** Opening Records shown block **

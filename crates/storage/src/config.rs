//! Backend selection from configuration.

use std::path::PathBuf;
use std::sync::Arc;

use photoloom_retry::RetryPolicy;
use serde::{Deserialize, Serialize};

use crate::backends::{LocalBackend, MemoryBackend, S3Backend};
use crate::error::{StorageError, StorageResult};
use crate::retrying::RetryingBackend;
use crate::traits::StorageBackend;

/// Connection settings for an S3-compatible bucket.
#[derive(Debug, Clone, PartialEq, Serialize, Deserialize)]
#[serde(rename_all = "camelCase")]
pub struct S3Settings {
    pub bucket: String,
    #[serde(default, skip_serializing_if = "Option::is_none")]
    pub region: Option<String>,
    /// Custom endpoint for MinIO and other S3-compatible services.
    #[serde(default, skip_serializing_if = "Option::is_none")]
    pub endpoint: Option<String>,
    #[serde(default, skip_serializing_if = "Option::is_none")]
    pub prefix: Option<String>,
    #[serde(default, skip_serializing_if = "Option::is_none")]
    pub access_key_id: Option<String>,
    #[serde(default, skip_serializing_if = "Option::is_none")]
    pub secret_access_key: Option<String>,
    #[serde(default)]
    pub force_path_style: bool,
}

impl S3Settings {
    pub fn validate(&self) -> StorageResult<()> {
        if self.bucket.trim().is_empty() {
            return Err(StorageError::Config("s3 bucket must not be empty".into()));
        }
        if self.access_key_id.is_some() != self.secret_access_key.is_some() {
            return Err(StorageError::Config(
                "s3 config requires both accessKeyId and secretAccessKey when either is set".into(),
            ));
        }
        Ok(())
    }
}

/// Which backend stores chunks and assembled objects.
#[derive(Debug, Clone, PartialEq, Serialize, Deserialize)]
#[serde(tag = "type", rename_all = "lowercase")]
pub enum StorageConfig {
    Local { root: PathBuf },
    S3(S3Settings),
    Memory,
}

impl Default for StorageConfig {
    fn default() -> Self {
        StorageConfig::Local {
            root: PathBuf::from("uploads"),
        }
    }
}

/// Builds the configured backend. Remote backends come wrapped in the
/// aggressive retry policy.
pub async fn from_config(config: &StorageConfig) -> StorageResult<Arc<dyn StorageBackend>> {
    match config {
        StorageConfig::Local { root } => Ok(Arc::new(LocalBackend::new(root.clone()).await?)),
        StorageConfig::S3(settings) => {
            let backend = S3Backend::new(settings).await?;
            Ok(Arc::new(RetryingBackend::new(
                Arc::new(backend),
                RetryPolicy::aggressive(),
            )))
        }
        StorageConfig::Memory => Ok(Arc::new(MemoryBackend::new())),
    }
}

#[cfg(test)]
mod tests {
    use super::*;

    #[test]
    fn parses_tagged_configs() {
        let local: StorageConfig =
            serde_json::from_str(r#"{"type":"local","root":"/var/lib/photoloom"}"#).unwrap();
        assert_eq!(
            local,
            StorageConfig::Local {
                root: PathBuf::from("/var/lib/photoloom")
            }
        );

        let s3: StorageConfig = serde_json::from_str(
            r#"{"type":"s3","bucket":"photos","region":"eu-west-1","forcePathStyle":true}"#,
        )
        .unwrap();
        match s3 {
            StorageConfig::S3(settings) => {
                assert_eq!(settings.bucket, "photos");
                assert!(settings.force_path_style);
                assert!(settings.endpoint.is_none());
            }
            other => panic!("unexpected config: {other:?}"),
        }
    }

    #[test]
    fn validate_rejects_empty_bucket() {
        let settings = S3Settings {
            bucket: " ".into(),
            region: None,
            endpoint: None,
            prefix: None,
            access_key_id: None,
            secret_access_key: None,
            force_path_style: false,
        };
        assert!(matches!(settings.validate(), Err(StorageError::Config(_))));
    }

    #[tokio::test]
    async fn builds_local_backend() {
        let dir = tempfile::TempDir::new().unwrap();
        let config = StorageConfig::Local {
            root: dir.path().join("objects"),
        };
        let backend = from_config(&config).await.unwrap();
        assert_eq!(backend.backend_name(), "local");
        assert!(dir.path().join("objects").is_dir());
    }
}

** Closing Records shown block **

Activity => Restate every entry exactly. Leave nothing out.

Output of the exercise =>
filename crates/storage/src/config.rs
//! Backend selection from configuration.

use std::path::PathBuf;
use std::sync::Arc;

use photoloom_retry::RetryPolicy;
use serde::{Deserialize, Serialize};

use crate::backends::{LocalBackend, MemoryBackend, S3Backend};
use crate::error::{StorageError, StorageResult};
use crate::retrying::RetryingBackend;
use crate::traits::StorageBackend;

/// Connection settings for an S3-compatible bucket.
#[derive(Debug, Clone, PartialEq, Serialize, Deserialize)]
#[serde(rename_all = "camelCase")]
pub struct S3Settings {
    pub bucket: String,
    #[serde(default, skip_serializing_if = "Option::is_none")]
    pub region: Option<String>,
    /// Custom endpoint for MinIO and other S3-compatible services.
    #[serde(default, skip_serializing_if = "Option::is_none")]
    pub endpoint: Option<String>,
    #[serde(default, skip_serializing_if = "Option::is_none")]
    pub prefix: Option<String>,
    #[serde(default, skip_serializing_if = "Option::is_none")]
    pub access_key_id: Option<String>,
    #[serde(default, skip_serializing_if = "Option::is_none")]
    pub secret_access_key: Option<String>,
    #[serde(default)]
    pub force_path_style: bool,
}

impl S3Settings {
    pub fn validate(&self) -> StorageResult<()> {
        if self.bucket.trim().is_empty() {
            return Err(StorageError::Config("s3 bucket must not be empty".into()));
        }
        if self.access_key_id.is_some() != self.secret_access_key.is_some() {
            return Err(StorageError::Config(
                "s3 config requires both accessKeyId and secretAccessKey when either is set".into(),
            ));
        }
        Ok(())
    }
}

/// Which backend stores chunks and assembled objects.
#[derive(Debug, Clone, PartialEq, Serialize, Deserialize)]
#[serde(tag = "type", rename_all = "lowercase")]
pub enum StorageConfig {
    Local { root: PathBuf },
    S3(S3Settings),
    Memory,
}

impl Default for StorageConfig {
    fn default() -> Self {
        StorageConfig::Local {
            root: PathBuf::from("uploads"),
        }
    }
}

/// Builds the configured backend. Remote backends come wrapped in the
/// aggressive retry policy.
pub async fn from_config(config: &StorageConfig) -> StorageResult<Arc<dyn StorageBackend>> {
    match config {
        StorageConfig::Local { root } => Ok(Arc::new(LocalBackend::new(root.clone()).await?)),
        StorageConfig::S3(settings) => {
            let backend = S3Backend::new(settings).await?;
            Ok(Arc::new(RetryingBackend::new(
                Arc::new(backend),
                RetryPolicy::aggressive(),
            )))
        }
        StorageConfig::Memory => Ok(Arc::new(MemoryBackend::new())),
    }
}

#[cfg(test)]
mod tests {
    use super::*;

    #[test]
    fn parses_tagged_configs() {
        let local: StorageConfig =
            serde_json::from_str(r#"{"type":"local","root":"/var/lib/photoloom"}"#).unwrap();
        assert_eq!(
            local,
            StorageConfig::Local {
                root: PathBuf::from("/var/lib/photoloom")
            }
        );

        let s3: StorageConfig = serde_json::from_str(
            r#"{"type":"s3","bucket":"photos","region":"eu-west-1","forcePathStyle":true}"#,
        )
        .unwrap();
        match s3 {
            StorageConfig::S3(settings) => {
                assert_eq!(settings.bucket, "photos");
                assert!(settings.force_path_style);
                assert!(settings.endpoint.is_none());
            }
            other => panic!("unexpected config: {other:?}"),
        }
    }

    #[test]
    fn validate_rejects_empty_bucket() {
        let settings = S3Settings {
            bucket: " ".into(),
            region: None,
            endpoint: None,
            prefix: None,
            access_key_id: None,
            secret_access_key: None,
            force_path_style: false,
        };
        assert!(matches!(settings.validate(), Err(StorageError::Config(_))));
    }

    #[tokio::test]
    async fn builds_local_backend() {
        let dir = tempfile::TempDir::new().unwrap();
        let config = StorageConfig::Local {
            root: dir.path().join("objects"),
        };
        let backend = from_config(&config).await.unwrap();
        assert_eq!(backend.backend_name(), "local");
        assert!(dir.path().join("objects").is_dir());
    }
}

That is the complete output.